Enfin, il est vrai que le Maroc entend perpétuer la loi du silence quand il a, lui-même, pris l’initiative, sans orientations ni directives préalables qu’auraient aimées assumer, volontiers, ACAT et consorts, de jeter la lumière sur cette affaire.
Le Maroc prêche la loi du silence parce qu’il a sorti au grand jour un dossier dont le traitement par son ignorance, comme ce fut le cas pendant les années de plomb, aurait alimenté l’hostilité des détracteurs systématiques des avancées démocratiques au Royaume.
Et le Maroc a tendance à perpétuer la loi du silence du moment qu’il a brisé le mur de mutisme ayant longtemps accompagné les affaires similaires, de la part des institutions chargées de déclencher des enquêtes, faute de recours officiel des parties s’estimant lésées dans ce genre de dossier.
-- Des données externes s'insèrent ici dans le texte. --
use crate::utils::Result;
use clap::{ArgAction, ArgGroup, Parser, Subcommand};
use env_logger::fmt::Color;
use log::{Level, LevelFilter};
use once_cell::sync::Lazy;
use std::{
    io::Write,
    path::{Path, PathBuf},
};

pub static FULL_VERSION: Lazy<String> = Lazy::new(|| {
    format!(
        "{}-{}",
        env!("CARGO_PKG_VERSION"),
        env!("VERGEN_GIT_DESCRIBE")
    )
});

#[derive(Parser)]
#[command(name="dhmm",
          author="Emre Celikten",
          version=&**FULL_VERSION,
          about="Forward evaluation and Viterbi decoding for discrete hidden Markov models",
          long_about = None,
          disable_help_subcommand = true,
          help_template = "{name} {version}\n{author}\n{about-section}\n{usage-heading}\n    {usage}\n\n{all-args}{after-help}",
          )]
pub struct Cli {
    #[command(subcommand)]
    pub command: Command,

    #[clap(short = 'v')]
    #[clap(long = "verbose")]
    #[clap(global = true)]
    #[clap(action = ArgAction::Count, help = "Specify multiple times to increase verbosity level (e.g., -vv for more verbosity)")]
    pub verbosity: u8,
}

#[derive(Subcommand)]
pub enum Command {
    #[clap(about = "Likelihood of each observation sequence (forward algorithm)")]
    Evaluate(InferenceArgs),
    #[clap(about = "Most probable state path of each observation sequence (Viterbi algorithm)")]
    Decode(InferenceArgs),
    #[clap(about = "Write a flat-start or random-start model")]
    Init(InitArgs),
}

#[derive(Parser, Debug, Clone)]
#[command(arg_required_else_help(true))]
pub struct InferenceArgs {
    #[clap(required = true)]
    #[clap(short = 'm')]
    #[clap(long = "model")]
    #[clap(help = "Model file with initial, transition and emission probabilities")]
    #[clap(value_name = "MODEL")]
    #[arg(value_parser = check_file_exists)]
    pub model_path: PathBuf,

    #[clap(required = true)]
    #[clap(short = 'i')]
    #[clap(long = "observations")]
    #[clap(help = "Observation sequences, one 'id symbols' record per line")]
    #[clap(value_name = "OBSERVATIONS")]
    #[arg(value_parser = check_file_exists)]
    pub observations_path: PathBuf,

    #[clap(short = 'o')]
    #[clap(long = "output")]
    #[clap(help = "Output TSV path [default: stdout]")]
    #[clap(value_name = "OUTPUT")]
    #[arg(value_parser = check_prefix_path)]
    pub output_path: Option<PathBuf>,

    #[clap(short = 't')]
    #[clap(long = "threads")]
    #[clap(help = "Number of threads")]
    #[clap(value_name = "THREADS")]
    #[clap(default_value = "1")]
    #[arg(value_parser = threads_in_range)]
    pub num_threads: usize,

    #[clap(help_heading("Advanced"))]
    #[clap(long = "log-space")]
    #[clap(help = "Compute in natural-log space to avoid underflow on long sequences")]
    pub log_space: bool,

    #[clap(help_heading("Advanced"))]
    #[clap(long = "explain")]
    #[clap(conflicts_with = "log_space")]
    #[clap(help = "Write one row per table cell with the predecessor terms it was computed from")]
    pub explain: bool,

    #[clap(help_heading("Advanced"))]
    #[clap(long = "strict")]
    #[clap(help = "Reject models whose distributions do not sum to one")]
    pub strict: bool,

    #[clap(help_heading("Advanced"))]
    #[clap(long = "tolerance")]
    #[clap(value_name = "TOLERANCE")]
    #[clap(help = "Allowed deviation from one in --strict mode")]
    #[clap(default_value = "1e-6")]
    #[arg(value_parser = ensure_unit_float)]
    pub tolerance: f64,
}

#[derive(Parser, Debug)]
#[command(group(ArgGroup::new("alphabet_size").required(true).args(["num_symbols", "alphabet"])))]
#[command(arg_required_else_help(true))]
pub struct InitArgs {
    #[clap(required = true)]
    #[clap(short = 'n')]
    #[clap(long = "states")]
    #[clap(help = "Number of hidden states")]
    #[clap(value_name = "STATES")]
    #[arg(value_parser = positive_count)]
    pub num_states: usize,

    #[clap(short = 'k')]
    #[clap(long = "symbols")]
    #[clap(help = "Number of observation symbols")]
    #[clap(value_name = "SYMBOLS")]
    #[arg(value_parser = positive_count)]
    pub num_symbols: Option<usize>,

    #[clap(short = 'a')]
    #[clap(long = "alphabet")]
    #[clap(help = "Comma-separated observation symbol names")]
    #[clap(value_name = "ALPHABET")]
    #[arg(value_parser = symbol_names_from_string)]
    pub alphabet: Option<SymbolNames>,

    #[clap(long = "random")]
    #[clap(help = "Draw random normalized probabilities instead of a flat start")]
    pub random: bool,

    #[clap(long = "seed")]
    #[clap(value_name = "SEED")]
    #[clap(help = "Seed for --random")]
    #[clap(requires = "random")]
    pub seed: Option<u64>,

    #[clap(required = true)]
    #[clap(short = 'o')]
    #[clap(long = "output")]
    #[clap(help = "Output model path")]
    #[clap(value_name = "MODEL")]
    #[arg(value_parser = check_prefix_path)]
    pub output_path: PathBuf,
}

#[derive(Debug, Clone, PartialEq)]
pub struct SymbolNames(pub Vec<String>);

pub fn init_verbose(args: &Cli) {
    let filter_level: LevelFilter = match args.verbosity {
        0 => LevelFilter::Warn,
        1 => LevelFilter::Info,
        2 => LevelFilter::Debug,
        _ => LevelFilter::Trace,
    };

    env_logger::Builder::from_default_env()
        .format(|buf, record| {
            let level = record.level();
            let mut style = buf.style();
            match record.level() {
                Level::Error => style.set_color(Color::Red),
                Level::Warn => style.set_color(Color::Yellow),
                Level::Info => style.set_color(Color::Green),
                Level::Debug => style.set_color(Color::Blue),
                Level::Trace => style.set_color(Color::Cyan),
            };

            writeln!(
                buf,
                "{} [{}] - {}",
                chrono::Local::now().format("%Y-%m-%d %H:%M:%S"),
                style.value(level),
                record.args()
            )
        })
        .filter_level(filter_level)
        .init();
}

fn check_prefix_path(s: &str) -> Result<PathBuf> {
    let path = Path::new(s);
    if let Some(parent_dir) = path.parent() {
        if !parent_dir.as_os_str().is_empty() && !parent_dir.exists() {
            return Err(format!("Path does not exist: {}", parent_dir.display()));
        }
    }
    Ok(path.to_path_buf())
}

fn threads_in_range(s: &str) -> Result<usize> {
    let thread: usize = s
        .parse()
        .map_err(|_| format!("`{}` is not a valid thread number", s))?;
    if thread >= 1 {
        Ok(thread)
    } else {
        Err("Number of threads must be at least 1".into())
    }
}

fn positive_count(s: &str) -> Result<usize> {
    let count: usize = s
        .parse()
        .map_err(|_| format!("`{}` is not a valid count", s))?;
    if count >= 1 {
        Ok(count)
    } else {
        Err("Count must be at least 1".into())
    }
}

fn check_file_exists(s: &str) -> Result<PathBuf> {
    let path = Path::new(s);
    if !path.exists() {
        Err(format!("File does not exist: {}", path.display()))
    } else {
        Ok(path.to_path_buf())
    }
}

fn ensure_unit_float(s: &str) -> Result<f64> {
    let value = s
        .parse::<f64>()
        .map_err(|e| format!("Could not parse float: {}", e))?;
    if !(0.0..=1.0).contains(&value) {
        Err(format!(
            "The value must be between 0.0 and 1.0, got: {}",
            value
        ))
    } else {
        Ok(value)
    }
}

fn symbol_names_from_string(s: &str) -> Result<SymbolNames> {
    let names: Vec<String> = s.split(',').map(|x| x.trim().to_string()).collect();
    if names.iter().any(|name| name.is_empty() || name.contains(char::is_whitespace)) {
        return Err(format!(
            "Symbol names must be non-empty and contain no whitespace. Got {}",
            s
        ));
    }
    Ok(SymbolNames(names))
}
De plus, les preuves rassemblées par les enquêteurs dans l’affaire de Wafaa Charaf, tout comme celle d’Oussama Housn, sans parler du retour d’Abdelali Jaouat sur ses allégations, ne laissent perplexes que les contrariés qui espéraient voir le Maroc, à l’occasion de telles affaires, crucifié sur l’autel des damnés par la communautés des humanitaires.
En effet, les résultats de l’instruction judiciaire ont montré que, entre les premières déclarations de Wafaa Charaf et leur approfondissement, des incohérences ont surgi, prêtant à suspicion. Les vérifications de certains détails de ses allégations ont prouvé le mensonge.
Ainsi, à titre d’exemple, le lieu où elle a déclaré avoir été abandonnée, loin de la ville d’environ12 kilomètres, et où elle a prétendu avoir été récupérée par un petit taxi, est interdit à la desserte par ce genre de véhicule. Et le montant de la course, prétendu avoir été de 15 dirhams, alors que la vérification, au cas où ce taxi aurait, par miracle, existé, a révélé que ce montant devait être plus que le double.
Le comble est que les écoutes téléphoniques ordonnées par le parquet ont montré, sans nulle équivoque, que l’intéressée, sa mère et sa sœur ont conspiré pour donner corps à cette affaire, qui s’est avérée fictive, et qu’un responsable local d’une ONG humanitaire était à l’appui de cette mascarade et se déployait pour entraver l’enquête judiciaire.
Au-delà de cette affaire précise, l’année 1993, évoquée par Hélène Legeay, n’était-elle pas en plein chamboulement de la scène politique marocaine initié par feu Hassan-II, en préparation de l’instauration de l’alternance consensuelle, qui a marqué le début de la rupture définitive avec les années de plomb et le prélude de l’édification de l’Etat de droit ? L’expérience du premier gouvernement dirigé par les socialistes au Maroc et les initiatives qui l’ont accompagné, ou suivi en matière de respect des droits de l’homme, comme l’Instance Equité et Réconciliation (I.E.R), n’étaient-elles pas une preuve d’un train mis en marche dans ce domaine ? Les invitations marocaines récurrentes, ces dernières années, à effectuer des visites au Royaume par les représentants de différentes instances internationales des droits de l’homme, sont-elles sans signification ? Peut-être, après tout, aux yeux observateurs munis de lunettes noires…
Force est constater que seul le bédouin de l’adage marocain pourrait persister à traduire toutes ces vérités criardes en vision à laquelle il croit dur comme fer, quitte à attester l’existence d’une chèvre qui vole.